Efficiency vs. Profits
"We are very confident we will achieve our target. Most of the exchange-rate hit has been taken in the first half of the year," said Chief Financial Officer Stefan Krause in a conference call with analysts.
But the worry is that BMW is trapped in a 21st century Catch-22—how to make its high-performance cars more efficient and boost profits at the same time. Caught off guard by the rising popularity of Toyota (TM) and Lexus hybrid models, BMW is now trying to catch up with its own fuel-saving innovations tailored to combustion engines. Research and development spending rose 14% in the second quarter to $645 million. Installing the innovations across its entire model range is not cheap.
And so far consumers are not willing to pay a premium for a fuel-efficient BMW, analysts note. As a result, BMW's costs are going up, but the price of its cars do not recapture the investment in fuel-efficiency innovations. "Our first experience with [new technologies to boost efficiency] is that it gives us competitive advantage, but pricing remains a challenge," admits Krause. "Over time we will solve it."
Catching Up with Lexus' Hybrid
BMW Chief Executive Norbert Reithofer, who took control 11 months ago, is all too aware of the profit conundrum and has been huddling regularly with his top lieutenants on how to fuel earnings growth amid environmental challenges. During mini-retreats at a Bavarian lake called Tegernsee, an hour's drive from headquarters, the 51-year-old former production chief provokes intense debate on everything from engine technology to climate change. This fall Reithofer will present the results of the high-powered confabs: a 10-year strategic plan designed to boost profits and keep up the Bavarian automaker's growth trajectory.

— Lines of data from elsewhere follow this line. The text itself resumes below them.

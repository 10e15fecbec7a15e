//! InMemory Repository 実装

mod player;
mod presence;

pub use player::InMemoryPlayerRepository;
pub use presence::InMemoryPresenceRepository;
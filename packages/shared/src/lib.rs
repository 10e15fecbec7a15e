//! Shared utilities for Tapboard.
//!
//! Logger setup, time helpers and the well-known defaults used by both the
//! realtime service and the terminal client.

pub mod constants;
pub mod logger;
pub mod time;
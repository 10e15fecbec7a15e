//! UseCase: プレゼンス更新処理
//!
//! ## テスト実装の作業記録
//!
//! ### 何をテストしているか
//! - UpdatePresenceUseCase::execute() メソッド
//! - ルーム参加・名前の同期・カーソル移動・退室と、それに伴う通知対象の選定
//!
//! ### どのような状況を想定しているか
//! - 正常系：同じルームの他のピアへスナップショットが届く
//! - エッジケース：ルーム移動時は移動前のルームにも通知される
//! - 異常系：ルーム未参加のままカーソルを動かす

use std::sync::Arc;

use crate::domain::{Peer, PeerId, PeerUpdate, PresenceRepository, RoomKey};

use super::error::PresenceError;

/// 1 ピア宛てのプレゼンススナップショット
///
/// `peers` には宛先ピア自身は含まれない。
/// 受信側は `revision` が古い通知を無視する（配送順は保証されないため）。
#[derive(Debug, Clone, PartialEq)]
pub struct RoomNotice {
    pub recipient: PeerId,
    pub room: RoomKey,
    pub revision: u64,
    pub peers: Vec<Peer>,
}

/// ルーム内の全ピアに向けた通知を構築
pub(crate) async fn room_notices(
    repository: &dyn PresenceRepository,
    room: &RoomKey,
) -> Vec<RoomNotice> {
    let snapshot = repository.room_snapshot(room).await;
    let peers = &snapshot.peers;
    peers
        .iter()
        .map(|recipient| RoomNotice {
            recipient: recipient.id.clone(),
            room: room.clone(),
            revision: snapshot.revision,
            peers: peers
                .iter()
                .filter(|p| p.id != recipient.id)
                .cloned()
                .collect(),
        })
        .collect()
}

/// プレゼンス更新のユースケース
pub struct UpdatePresenceUseCase {
    repository: Arc<dyn PresenceRepository>,
}

impl UpdatePresenceUseCase {
    pub fn new(repository: Arc<dyn PresenceRepository>) -> Self {
        Self { repository }
    }

    /// プレゼンス更新を実行
    ///
    /// # Returns
    ///
    /// * `Ok(Vec<RoomNotice>)` - 送信すべきスナップショット
    /// * `Err(PresenceError)` - 更新失敗
    pub async fn execute(
        &self,
        peer_id: &PeerId,
        update: PeerUpdate,
    ) -> Result<Vec<RoomNotice>, PresenceError> {
        let change = self.repository.update_peer(peer_id, update).await?;

        let mut rooms = Vec::new();
        if let Some(previous) = change.previous_room
            && change.peer.room.as_ref() != Some(&previous)
        {
            rooms.push(previous);
        }
        if let Some(current) = change.peer.room {
            rooms.push(current);
        }

        let mut notices = Vec::new();
        for room in &rooms {
            notices.extend(room_notices(self.repository.as_ref(), room).await);
        }
        Ok(notices)
    }
}
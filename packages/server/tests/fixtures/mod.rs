//! Test fixtures: an in-process server bound to an ephemeral port.

#![allow(dead_code)]

use std::{net::SocketAddr, sync::Arc, time::Duration};

use futures_util::{SinkExt, StreamExt};
use tapboard_server::{
    infrastructure::dto::websocket::{ClientMessage, ServerMessage},
    serve,
    ui::state::AppState,
};
use tokio::{net::TcpStream, sync::oneshot};
use tokio_tungstenite::{MaybeTlsStream, WebSocketStream, connect_async, tungstenite::Message};

pub const TEST_APP_ID: &str = "test-app";

pub type WsStream = WebSocketStream<MaybeTlsStream<TcpStream>>;

pub struct TestServer {
    addr: SocketAddr,
    shutdown: Option<oneshot::Sender<()>>,
}

impl TestServer {
    pub async fn start() -> Self {
        let listener = tokio::net::TcpListener::bind("127.0.0.1:0")
            .await
            .expect("Failed to bind test listener");
        let addr = listener.local_addr().expect("Failed to read local addr");
        let state = Arc::new(AppState::in_memory(TEST_APP_ID));
        let (shutdown_tx, shutdown_rx) = oneshot::channel::<()>();

        tokio::spawn(async move {
            serve(listener, state, async {
                let _ = shutdown_rx.await;
            })
            .await
            .expect("Test server failed");
        });

        Self {
            addr,
            shutdown: Some(shutdown_tx),
        }
    }

    pub fn base_url(&self) -> String {
        format!("http://{}", self.addr)
    }

    pub fn ws_url(&self, app_id: &str) -> String {
        format!("ws://{}/ws?app_id={}", self.addr, app_id)
    }

    /// Connect with the test app id and return the socket plus the peer id
    pub async fn connect(&self) -> (WsStream, String) {
        let (mut ws, _) = connect_async(self.ws_url(TEST_APP_ID))
            .await
            .expect("Failed to connect");
        match next_message(&mut ws).await {
            ServerMessage::Connected { peer_id } => (ws, peer_id),
            other => panic!("expected connected message, got {other:?}"),
        }
    }
}

impl Drop for TestServer {
    fn drop(&mut self) {
        if let Some(tx) = self.shutdown.take() {
            let _ = tx.send(());
        }
    }
}

pub async fn send(ws: &mut WsStream, message: &ClientMessage) {
    let json = serde_json::to_string(message).expect("Failed to serialize");
    ws.send(Message::text(json)).await.expect("Failed to send");
}

/// Next protocol message, failing the test after 5 seconds
pub async fn next_message(ws: &mut WsStream) -> ServerMessage {
    loop {
        let frame = tokio::time::timeout(Duration::from_secs(5), ws.next())
            .await
            .expect("Timed out waiting for a message")
            .expect("Connection closed")
            .expect("WebSocket error");
        if let Message::Text(text) = frame {
            return serde_json::from_str(text.as_str()).expect("Failed to parse server message");
        }
    }
}

/// Skip messages until one matches `predicate`
pub async fn wait_for<F>(ws: &mut WsStream, mut predicate: F) -> ServerMessage
where
    F: FnMut(&ServerMessage) -> bool,
{
    loop {
        let message = next_message(ws).await;
        if predicate(&message) {
            return message;
        }
    }
}

/// Fail if any protocol message arrives within 300 ms
pub async fn assert_silent(ws: &mut WsStream) {
    loop {
        match tokio::time::timeout(Duration::from_millis(300), ws.next()).await {
            Err(_) => return,
            Ok(Some(Ok(Message::Text(text)))) => panic!("unexpected message: {}", text.as_str()),
            Ok(Some(Ok(_))) => continue,
            Ok(other) => panic!("connection ended: {other:?}"),
        }
    }
}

That plan is likely to include a road map for future models that can compete with Toyota's hybrid juggernaut, cost-cutting measures to polish margins, and details on shifting more production to BMW's U.S. plant in Spartanburg, S.C., as a currency hedge. "The Lexus LS600 hybrid is a very sophisticated evolution of a hybrid. It caught BMW flat-footed. BMW will have to spend a lot to catch up," says Thomas Aney, analyst at Dresdner Kleinwort in Frankfurt.
More Stateside Production
Reithofer already has signaled that the next generation of the popular X3 baby-SUV will be made in Spartanburg and that the plant's annual production will rise to 240,000 cars. Analysts believe BMW may also consider building its next plant in the U.S. instead of Germany, and shifting some engine and component production to the U.S. sooner.
Reithofer, who led strong efficiency gains at BMW's factories as production chief, said the company would likely achieve a 7% productivity gain this year. He also pointed to a 20% sales increase in July. "New models will increase our margins. And we have other products in the oven," said Reithofer. The new Mini Clubman, a hotly awaited wagon version of the Mini Cooper, will be unveiled at the Frankfurt Auto show in September.
Krause also dismissed a recent report in Germany's Manager Magazine to the effect that the Mini doesn't make a profit. "The only thing that is not mini about Mini is its profit," he said. Sales of the new Mini launched in the U.S. this spring soared 18% in the second quarter. Analysts expect Mini sales this year to top 200,000—more than double BMW's original target. Responding to general criticism about BMW's sliding margins and the better performance of rivals, Krause said, "I assure you over the long term our operating margins are at a very good level compared with premium competitors."